RM0123 Posted February 11, 2009 Posted February 11, 2009 I think the problem is... We are hurt that someone isn't into us as much as we are into them. It really burns. But the truth is... you can't make someone love you anymore than they can make themselves love you. Love just happens and if it's not there anymore, it's not there. The sh*tty part of it is.. you usually don't know when someone stops loving you. (When I say they do not love you, I mean in the boyfriend/girlfriend way) Unfortunately over time some people change, along with their feelings and it's usually a one sided change. I don't think these people are bad people (unless they lie and cheat and drag us along). And I think if they lie and try to sugar coat the truth (while breaking up with you), it's probably because they don't want to hurt us. They did at one time care about us or they wouldn't have been with us. I think there is no really good way to break up with some when it is not a mutual break. I guess all we (the dumpees) can ask for, is the closest thing to the truth without being dragged along. As much as it may hurt. I was dumped a little over a month ago after 6 years for someone else. He sugar coated it for sure and said I deserve better. Well, you know what? That is probably the most truthful thing he said. I do deserve better. I deserve someone who feels the same way about me as I do them. And even though I have cried a thousand tears and screamed and yelled, if he didn't love me, he didn't love me. He didn't dump me to be malicious. He dumped me because he had moved on. (Unfortunately, I wasn't in on it and was not planning on moving on). I think this is probably the case for most of you out on LS too. We all deserve better! This is why dating sucks. It's all a game of roulette. You spin the wheel, hope for the best and if it doesn't work, you spin it again. There is always a "winner" and always a "loser" but you can keep playing until you hit it big!

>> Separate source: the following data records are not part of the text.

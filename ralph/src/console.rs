//! Human-facing rendering of loop events for the `ralph` binary.

use std::io::IsTerminal;
use std::time::Duration;

use colored::{ColoredString, Colorize};

use crate::core::types::LoopStop;
use crate::looping::{LoopEvent, LoopOutcome};

const BANNER: &str = "ralph: iterative agent loop";

/// Where a rendered line goes.
#[derive(Debug, Clone, PartialEq, Eq)]
pub enum Line {
    Out(String),
    Err(String),
}

/// Renders events according to the run's quiet/verbose/color settings.
#[derive(Debug, Clone, Copy)]
pub struct Console {
    quiet: bool,
    verbose: bool,
    color: bool,
}

impl Console {
    /// Color only when stdout is a terminal, `NO_COLOR` is unset and the run is not quiet.
    pub fn detect(quiet: bool, verbose: bool) -> Self {
        let no_color = std::env::var_os("NO_COLOR").is_some_and(|v| !v.is_empty());
        let color = !quiet && !no_color && std::io::stdout().is_terminal();
        colored::control::set_override(color);
        Self {
            quiet,
            verbose,
            color,
        }
    }

    pub fn plain(quiet: bool, verbose: bool) -> Self {
        Self {
            quiet,
            verbose,
            color: false,
        }
    }

    /// Print one event.
    pub fn emit(&self, event: &LoopEvent<'_>) {
        match self.render(event) {
            Some(Line::Out(text)) => println!("{text}"),
            Some(Line::Err(text)) => eprintln!("{text}"),
            None => {}
        }
    }

    pub fn render(&self, event: &LoopEvent<'_>) -> Option<Line> {
        if let LoopEvent::DryRunPrompt(prompt) = event {
            return Some(Line::Out(format!(
                "\n--- DRY RUN: Constructed Prompt ---\n{prompt}\n--- END DRY RUN ---"
            )));
        }
        if self.quiet {
            return None;
        }
        let line = match event {
            LoopEvent::Started {
                max_iterations,
                limits,
                total_iterations,
            } => {
                let mut text = format!(
                    "{}\nmax iterations: {max_iterations}, completed so far: {total_iterations}",
                    self.paint(BANNER, Style::Heading)
                );
                if limits.is_enabled() {
                    text.push_str(&format!(
                        "\nrate limits: {}/hour, {}/day",
                        describe_limit(limits.max_per_hour),
                        describe_limit(limits.max_per_day)
                    ));
                }
                Line::Out(text)
            }
            LoopEvent::StaleLockReclaimed { pid } => Line::Out(
                self.paint(
                    &format!("Removed stale lock left by pid {pid}"),
                    Style::Warning,
                )
                .to_string(),
            ),
            LoopEvent::IterationStarted {
                iteration,
                session,
                max_iterations,
            } => Line::Out(format!(
                "\n{}",
                self.paint(
                    &format!("=== Iteration {iteration} (session: {session}/{max_iterations}) ==="),
                    Style::Heading
                )
            )),
            LoopEvent::RateUsage(counts) => {
                Line::Out(format!("Rate: {}/hour, {}/day", counts.hour, counts.day))
            }
            LoopEvent::RateLimited(hit) => Line::Out(
                self.paint(
                    &format!(
                        "Rate limit reached: {} iterations in the past {} (max: {})",
                        hit.count, hit.window, hit.limit
                    ),
                    Style::Warning,
                )
                .to_string(),
            ),
            LoopEvent::AgentFailed(failure) => Line::Out(
                self.paint(&format!("Warning: {failure}"), Style::Warning)
                    .to_string(),
            ),
            LoopEvent::NotesRecorded { iteration } if self.verbose => {
                Line::Out(format!("Saved notes for iteration {iteration}"))
            }
            LoopEvent::NotesRecorded { .. } => return None,
            LoopEvent::Warning { action, error } => {
                Line::Err(format!("Warning: failed to {action}: {error:#}"))
            }
            LoopEvent::Completed { .. } => Line::Out(
                self.paint("Received COMPLETE signal from agent!", Style::Success)
                    .to_string(),
            ),
            LoopEvent::MaxIterationsReached { limit } => Line::Out(
                self.paint(
                    &format!("Reached maximum iterations ({limit})"),
                    Style::Warning,
                )
                .to_string(),
            ),
            LoopEvent::DryRunPrompt(_) => return None,
        };
        Some(line)
    }

    /// Closing summary, or `None` for quiet and dry runs.
    pub fn summary(&self, outcome: &LoopOutcome) -> Option<String> {
        if self.quiet || outcome.stop == LoopStop::DryRun {
            return None;
        }
        let label = outcome.stop.as_str().to_uppercase();
        let style = match outcome.stop {
            LoopStop::Complete => Style::Success,
            LoopStop::RateLimited { .. } | LoopStop::MaxIterations { .. } => Style::Warning,
            LoopStop::DryRun => Style::Heading,
        };
        Some(format!(
            "\n--- Summary ---\nIterations: {}\nDuration: {}\nStatus: {}",
            outcome.session_iterations,
            format_duration(outcome.duration),
            self.paint(&label, style)
        ))
    }

    fn paint(&self, text: &str, style: Style) -> ColoredString {
        if !self.color {
            return text.normal();
        }
        match style {
            Style::Heading => text.cyan().bold(),
            Style::Warning => text.yellow().bold(),
            Style::Success => text.green().bold(),
        }
    }
}

#[derive(Debug, Clone, Copy)]
enum Style {
    Heading,
    Warning,
    Success,
}

fn describe_limit(limit: u32) -> String {
    if limit == 0 {
        "unlimited".to_string()
    } else {
        limit.to_string()
    }
}

/// Seconds with millisecond precision, e.g. `1.234s`.
pub fn format_duration(duration: Duration) -> String {
    let millis = duration.as_millis();
    format!("{}.{:03}s", millis / 1000, millis % 1000)
}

MN randomguy Posted February 11, 2009 Posted February 11, 2009 I don't think people sugar coat it because they don't want to hurt others. I think they sugar coat in an attempt to feel good about themselves.
haley121 Posted February 11, 2009 Posted February 11, 2009 You bring up a good point OP. I think that most people feel angry toward the dumper because anger is sometimes easier to deal with than sadness at losing the other person. And because the break-up probably hurts his or her self-esteem a little bit. All of my break-ups have been more of the mutual "we want to stay together but we know it's not going to work" type. In that case there is no "winner" and "loser" and I know that sometimes I wish it was that way so that I COULD feel anger instead of just pure sadness and depression. Dumpers are doing the right thing when they dump (so long as, like you said, they do it right away with honesty and no cheating). I'm sure it's hard to see it that way though. Especially when it seems "out of the blue." Edit: I also agree with randomguy to some extent. I think it's a mix of not wanting to hurt the person and because they don't want the other person to completely hate him or her. I mean which is easier? ...something like, "I'm breaking up with you because I don't have fun with you anymore, and I have no feelings for you." or something like, "I'm breaking up with you because I don't think I'm right for you." I know I would find it easier to say the second. Plus, the second puts the blame on the dumper and that way hopefully the dumpee won't blame him or herself as much.